Deste contacto, iniciou-se o Plan Barrio Adentro, o qual em dezembro de 2003 se estendeu a todo o território nacional e, mediante decreto presidencial, se tornou uma Missão Social Permanente. Nasceu assim um sistema paralelo de saúde, não integrado do ponto de vista técnico e administrativo aos serviços do Ministério de Saúde. Com isso, se dispersaram e se debilitaram os recursos do sistema e os processos de planificação e avaliação de saúde. As bases sociais do chavismo aplaudiram, no início de 2004, Las Misiones Barrio Adentro (MBA), mas já em 2007, segundo informações do Colégio Médico da Venezuela, os níveis de satisfação dos usuários do programa caíram 27% em relação aos de 2004 (4).

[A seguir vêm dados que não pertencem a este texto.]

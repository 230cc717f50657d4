// src/tokenizer/normalizers.rs

use serde::{Deserialize, Serialize};
use unicode_normalization::char::is_combining_mark;

use crate::tokenizer::normalizer::NormalizedString;
use crate::tokenizer::{Error, Normalizer, Result};

/// Every normalizer a `Tokenizer` can run, tagged by `"type"` when serialized.
#[derive(Debug, Clone, PartialEq, Serialize, Deserialize)]
#[serde(tag = "type")]
pub enum NormalizerWrapper {
    BertNormalizer(BertNormalizer),
    Strip(Strip),
    StripAccents(StripAccents),
    NFC(NFC),
    NFD(NFD),
    NFKC(NFKC),
    NFKD(NFKD),
    Sequence(Sequence),
    Lowercase(Lowercase),
    Replace(Replace),
    Prepend(Prepend),
}

impl Normalizer for NormalizerWrapper {
    fn normalize(&self, normalized: &mut NormalizedString) -> Result<()> {
        match self {
            Self::BertNormalizer(n) => n.normalize(normalized),
            Self::Strip(n) => n.normalize(normalized),
            Self::StripAccents(n) => n.normalize(normalized),
            Self::NFC(n) => n.normalize(normalized),
            Self::NFD(n) => n.normalize(normalized),
            Self::NFKC(n) => n.normalize(normalized),
            Self::NFKD(n) => n.normalize(normalized),
            Self::Sequence(n) => n.normalize(normalized),
            Self::Lowercase(n) => n.normalize(normalized),
            Self::Replace(n) => n.normalize(normalized),
            Self::Prepend(n) => n.normalize(normalized),
        }
    }
}

macro_rules! impl_from_normalizer {
    ($($variant:ident),*) => {
        $(
            impl From<$variant> for NormalizerWrapper {
                fn from(normalizer: $variant) -> Self {
                    Self::$variant(normalizer)
                }
            }
        )*
    };
}

impl_from_normalizer!(
    BertNormalizer,
    Strip,
    StripAccents,
    NFC,
    NFD,
    NFKC,
    NFKD,
    Sequence,
    Lowercase,
    Replace,
    Prepend
);

/// The Unicode normalizer for a form name (`"NFC"`, `"NFD"`, `"NFKC"`, `"NFKD"`).
pub fn unicode_normalizer(form: &str) -> Result<NormalizerWrapper> {
    match form {
        "NFC" => Ok(NFC.into()),
        "NFD" => Ok(NFD.into()),
        "NFKC" => Ok(NFKC.into()),
        "NFKD" => Ok(NFKD.into()),
        other => Err(Error::Normalization(format!(
            "unknown Unicode normalization form `{other}`"
        ))),
    }
}

#[derive(Copy, Clone, Debug, Default, PartialEq, Eq, Serialize, Deserialize)]
pub struct NFD;

impl Normalizer for NFD {
    fn normalize(&self, normalized: &mut NormalizedString) -> Result<()> {
        normalized.nfd();
        Ok(())
    }
}

#[derive(Copy, Clone, Debug, Default, PartialEq, Eq, Serialize, Deserialize)]
pub struct NFKD;

impl Normalizer for NFKD {
    fn normalize(&self, normalized: &mut NormalizedString) -> Result<()> {
        normalized.nfkd();
        Ok(())
    }
}

#[derive(Copy, Clone, Debug, Default, PartialEq, Eq, Serialize, Deserialize)]
pub struct NFC;

impl Normalizer for NFC {
    fn normalize(&self, normalized: &mut NormalizedString) -> Result<()> {
        normalized.nfc();
        Ok(())
    }
}

#[derive(Copy, Clone, Debug, Default, PartialEq, Eq, Serialize, Deserialize)]
pub struct NFKC;

impl Normalizer for NFKC {
    fn normalize(&self, normalized: &mut NormalizedString) -> Result<()> {
        normalized.nfkc();
        Ok(())
    }
}

#[derive(Copy, Clone, Debug, Default, PartialEq, Eq, Serialize, Deserialize)]
pub struct Lowercase;

impl Normalizer for Lowercase {
    fn normalize(&self, normalized: &mut NormalizedString) -> Result<()> {
        normalized.lowercase();
        Ok(())
    }
}

/// Removes combining marks. Usually preceded by `NFD` so accents are separate
/// code points.
#[derive(Copy, Clone, Debug, Default, PartialEq, Eq, Serialize, Deserialize)]
pub struct StripAccents;

impl Normalizer for StripAccents {
    fn normalize(&self, normalized: &mut NormalizedString) -> Result<()> {
        normalized.filter(|c| !is_combining_mark(c));
        Ok(())
    }
}

#[derive(Copy, Clone, Debug, PartialEq, Eq, Serialize, Deserialize)]
pub struct Strip {
    pub strip_left: bool,
    pub strip_right: bool,
}

impl Strip {
    pub fn new(strip_left: bool, strip_right: bool) -> Self {
        Self {
            strip_left,
            strip_right,
        }
    }
}

impl Normalizer for Strip {
    fn normalize(&self, normalized: &mut NormalizedString) -> Result<()> {
        match (self.strip_left, self.strip_right) {
            (true, true) => {
                normalized.strip();
            }
            (true, false) => {
                normalized.lstrip();
            }
            (false, true) => {
                normalized.rstrip();
            }
            (false, false) => {}
        }
        Ok(())
    }
}

#[derive(Clone, Debug, PartialEq, Eq, Serialize, Deserialize)]
pub struct Prepend {
    pub prepend: String,
}

impl Prepend {
    pub fn new(prepend: String) -> Self {
        Self { prepend }
    }
}

impl Normalizer for Prepend {
    fn normalize(&self, normalized: &mut NormalizedString) -> Result<()> {
        if !normalized.is_empty() {
            normalized.prepend(&self.prepend);
        }
        Ok(())
    }
}

/// What `Replace` looks for: a literal string or a regular expression.
#[derive(Clone, Debug, PartialEq, Eq, Serialize, Deserialize)]
pub enum ReplacePattern {
    String(String),
    Regex(String),
}

impl From<&str> for ReplacePattern {
    fn from(s: &str) -> Self {
        Self::String(s.to_owned())
    }
}

impl From<String> for ReplacePattern {
    fn from(s: String) -> Self {
        Self::String(s)
    }
}

#[derive(Deserialize)]
struct ReplaceRepr {
    pattern: ReplacePattern,
    content: String,
}

/// Replaces every match of a pattern with some content.
#[derive(Clone, Debug, Serialize, Deserialize)]
#[serde(try_from = "ReplaceRepr")]
pub struct Replace {
    pattern: ReplacePattern,
    content: String,
    #[serde(skip)]
    regex: regex::Regex,
}

impl Replace {
    /// Fails with a normalization error when the pattern is not a valid regex.
    pub fn new<P: Into<ReplacePattern>, C: Into<String>>(pattern: P, content: C) -> Result<Self> {
        let pattern = pattern.into();
        let regex = match &pattern {
            ReplacePattern::String(s) => regex::Regex::new(&regex::escape(s)),
            ReplacePattern::Regex(r) => regex::Regex::new(r),
        }
        .map_err(|e| Error::Normalization(format!("invalid replace pattern: {e}")))?;

        Ok(Self {
            pattern,
            content: content.into(),
            regex,
        })
    }
}

impl PartialEq for Replace {
    fn eq(&self, other: &Self) -> bool {
        self.pattern == other.pattern && self.content == other.content
    }
}

impl TryFrom<ReplaceRepr> for Replace {
    type Error = Error;

    fn try_from(repr: ReplaceRepr) -> Result<Self> {
        Self::new(repr.pattern, repr.content)
    }
}

impl Normalizer for Replace {
    fn normalize(&self, normalized: &mut NormalizedString) -> Result<()> {
        normalized.replace(&self.regex, &self.content)
    }
}

/// Runs normalizers one after the other. The first failure stops the sequence.
#[derive(Clone, Debug, PartialEq, Serialize, Deserialize)]
pub struct Sequence {
    normalizers: Vec<NormalizerWrapper>,
}

impl Sequence {
    pub fn new(normalizers: Vec<NormalizerWrapper>) -> Self {
        Self { normalizers }
    }

    pub fn get_normalizers(&self) -> &[NormalizerWrapper] {
        &self.normalizers
    }
}

impl Normalizer for Sequence {
    fn normalize(&self, normalized: &mut NormalizedString) -> Result<()> {
        for normalizer in &self.normalizers {
            normalizer.normalize(normalized)?;
        }
        Ok(())
    }
}

/// Checks whether a character is whitespace
fn is_whitespace(c: char) -> bool {
    // These are technically control characters but we count them as whitespace
    match c {
        '\t' | '\n' | '\r' => true,
        _ => c.is_whitespace(),
    }
}

/// Checks whether a character is a control character
fn is_control(c: char) -> bool {
    // These are technically control characters but we count them as whitespace
    match c {
        '\t' | '\n' | '\r' => false,
        _ => c.is_control(),
    }
}

/// CJK Unified Ideographs blocks.
fn is_chinese_char(c: char) -> bool {
    matches!(
        c as usize,
        0x4E00..=0x9FFF
            | 0x3400..=0x4DBF
            | 0x20000..=0x2A6DF
            | 0x2A700..=0x2B73F
            | 0x2B740..=0x2B81F
            | 0x2B920..=0x2CEAF
            | 0xF900..=0xFAFF
            | 0x2F800..=0x2FA1F
    )
}

/// The BERT normalization: drop control chars and turn whitespace into plain
/// spaces, isolate CJK ideographs with spaces, then optionally strip accents
/// and lowercase. `strip_accents` follows `lowercase` when unset.
#[derive(Copy, Clone, Debug, PartialEq, Eq, Serialize, Deserialize)]
#[serde(default)]
pub struct BertNormalizer {
    pub clean_text: bool,
    pub handle_chinese_chars: bool,
    pub strip_accents: Option<bool>,
    pub lowercase: bool,
}

impl Default for BertNormalizer {
    fn default() -> Self {
        Self {
            clean_text: true,
            handle_chinese_chars: true,
            strip_accents: None,
            lowercase: true,
        }
    }
}

impl BertNormalizer {
    pub fn new(
        clean_text: bool,
        handle_chinese_chars: bool,
        strip_accents: Option<bool>,
        lowercase: bool,
    ) -> Self {
        Self {
            clean_text,
            handle_chinese_chars,
            strip_accents,
            lowercase,
        }
    }

    fn do_clean_text(&self, normalized: &mut NormalizedString) {
        normalized
            .filter(|c| !(c == '\0' || c == '\u{fffd}' || is_control(c)))
            .map(|c| if is_whitespace(c) { ' ' } else { c });
    }

    fn do_handle_chinese_chars(&self, normalized: &mut NormalizedString) {
        let mut new_chars: Vec<(char, isize)> = vec![];
        normalized.get().chars().for_each(|c| {
            if is_chinese_char(c) {
                new_chars.extend([(' ', 0), (c, 1), (' ', 1)]);
            } else {
                new_chars.push((c, 0));
            }
        });
        normalized.transform(new_chars, 0);
    }
}

impl Normalizer for BertNormalizer {
    fn normalize(&self, normalized: &mut NormalizedString) -> Result<()> {
        if self.clean_text {
            self.do_clean_text(normalized);
        }
        if self.handle_chinese_chars {
            self.do_handle_chinese_chars(normalized);
        }
        if self.strip_accents.unwrap_or(self.lowercase) {
            normalized.nfd();
            normalized.filter(|c| !is_combining_mark(c));
        }
        if self.lowercase {
            normalized.lowercase();
        }
        Ok(())
    }
}

#[cfg(test)]
mod tests {
    use super::*;
    use crate::tokenizer::normalizer::Range;

    fn run(normalizer: &impl Normalizer, input: &str) -> NormalizedString {
        let mut normalized = NormalizedString::from(input);
        normalizer.normalize(&mut normalized).unwrap();
        normalized
    }

    #[test]
    fn bert_normalizer() {
        let normalized = run(&BertNormalizer::default(), "Héllo\tWorld 中文");
        assert_eq!(normalized.get(), "hello world  中  文 ");

        let start = normalized.get().find('中').unwrap();
        assert_eq!(
            normalized.convert_offsets(Range::Normalized(start..start + '中'.len_utf8())),
            Some(13..16)
        );
    }

    #[test]
    fn bert_normalizer_keeps_accents_and_case_when_asked() {
        let normalizer = BertNormalizer::new(true, false, Some(false), false);
        assert_eq!(run(&normalizer, "Héllo\u{0}").get(), "Héllo");
    }

    #[test]
    fn strip_accents_after_nfd() {
        let normalizer = Sequence::new(vec![NFD.into(), StripAccents.into()]);
        let normalized = run(&normalizer, "élève");
        assert_eq!(normalized.get(), "eleve");
        assert_eq!(
            normalized.convert_offsets(Range::Normalized(0..1)),
            Some(0..2)
        );
    }

    #[test]
    fn sequence_applies_in_order() {
        let normalizer = Sequence::new(vec![NFKC.into(), Lowercase.into()]);
        assert_eq!(normalizer.get_normalizers().len(), 2);
        assert_eq!(run(&normalizer, "ＡＢＣ").get(), "abc");
    }

    #[test]
    fn strip_sides() {
        assert_eq!(run(&Strip::new(true, false), "  hi  ").get(), "hi  ");
        assert_eq!(run(&Strip::new(false, true), "  hi  ").get(), "  hi");
        assert_eq!(run(&Strip::new(true, true), "  hi  ").get(), "hi");
    }

    #[test]
    fn prepend_skips_empty_input() {
        let normalizer = Prepend::new("▁".into());
        assert_eq!(run(&normalizer, "hey").get(), "▁hey");
        assert_eq!(run(&normalizer, "").get(), "");
    }

    #[test]
    fn replace_literal_and_regex() {
        let literal = Replace::new("''", "\"").unwrap();
        assert_eq!(run(&literal, "''hi''").get(), "\"hi\"");

        let regex = Replace::new(ReplacePattern::Regex(r"\s+".into()), " ").unwrap();
        assert_eq!(run(&regex, "a  \t b").get(), "a b");
    }

    #[test]
    fn invalid_regex_is_a_normalization_error() {
        let result = Replace::new(ReplacePattern::Regex("(".into()), "");
        assert!(matches!(result, Err(Error::Normalization(_))));
    }

    #[test]
    fn unknown_unicode_form() {
        assert_eq!(unicode_normalizer("NFKC").unwrap(), NormalizerWrapper::NFKC(NFKC));
        assert!(matches!(
            unicode_normalizer("NFX"),
            Err(Error::Normalization(_))
        ));
    }

    #[test]
    fn serde_is_tagged_by_type() {
        let json = r#"{"type":"Sequence","normalizers":[{"type":"NFC"},{"type":"Replace","pattern":{"String":"a"},"content":"b"},{"type":"Lowercase"}]}"#;
        let normalizer: NormalizerWrapper = serde_json::from_str(json).unwrap();
        assert_eq!(serde_json::to_string(&normalizer).unwrap(), json);
        assert_eq!(run(&normalizer, "AaB").get(), "abb");

        let bert: NormalizerWrapper =
            serde_json::from_str(r#"{"type":"BertNormalizer","lowercase":false}"#).unwrap();
        assert_eq!(
            bert,
            NormalizerWrapper::BertNormalizer(BertNormalizer::new(true, true, None, false))
        );
    }
}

Muitos afirmam que o programa MBA tinha como principal objetivo transferir petróleo em natura para Cuba, como remuneração pelos serviços de profissionais de saúde cubanos, entre eles os médicos. Nesse sentido, apesar de contar com recursos fiscais ilimitados (e não transparentes) para o seu financiamento, o sistema somente alcançou a cobertura de 17% da população venezuelana até 2008. O programa foi reconhecidamente tido como fracassado por autoridades como o Presidente do Colégio Médico Metropolitano e o Presidente da Sociedade Bolivariana de Medicina Integral. Os fracassos se referem não apenas às suas metas físicas (menos da metade dos 8,5 mil postos de atenção primária propostos ao início do programa não haviam sido construídos na data prevista até 2008). Das unidades construídas, muitas permanecem vazias e sem médicos. Em 2008 o Programa contava somente com um médico para cada 3000 habitantes, quando a meta era de 1 para 1200.
Do ponto de vista assistencial, muitos afirmam que o programa MBA não cumpriu com os propósitos de promoção e prevenção para o qual foi criado. Sua orientação acabou sendo muito mais assistencial do que baseada nos princípios de educação sanitária das comunidades e saúde pública. Faltam os insumos básicos, como vacinas e medicamentos, fazendo com que apesar do carinho recebido pela população por aqueles que visitam os domicilios, a efetividade do cuidado seja muito baixa. Além do mais, médicos cubanos estavam despreparados para atender uma população com um perfil de riscos de saúde muito mais complexo do que o existente na Ilha. O quadro misturado de doenças transmissíveis e fatores de riscos de doenças crônicas, com determinantes sociais associados a violência, é demasiado complexo, ainda mais quando se sabe que na Venezuela ainda predominam sistemas de informação epidemiológica deficientes e defasados.
NOTAS
(1) Ver Gorczeski, V e Coronato, M., A Era Perdida da Venezuela, Revista Época, São Paulo, 11 de março de 2013. Versão eletrônica do artigo pode ser encontrada em...
(2) World Bank, World Development Indicators, versão eletrônica em http://www.worldbank.org
(3) UNODC, 2011 Global Study on Homicide: Trends, Context and Data, UNODC, New York, 2012.
(4) Federación Médica de Venezuela, LXIII Reunión Ordinária de la Asembléa, Diagnóstico del Sector Salud en Venezuela: Estudio de las Enfermedades Emergentes y Reemergentes, Punto Fijo- Edo. Falcon, del 27 al 31 de Octobre del 2008.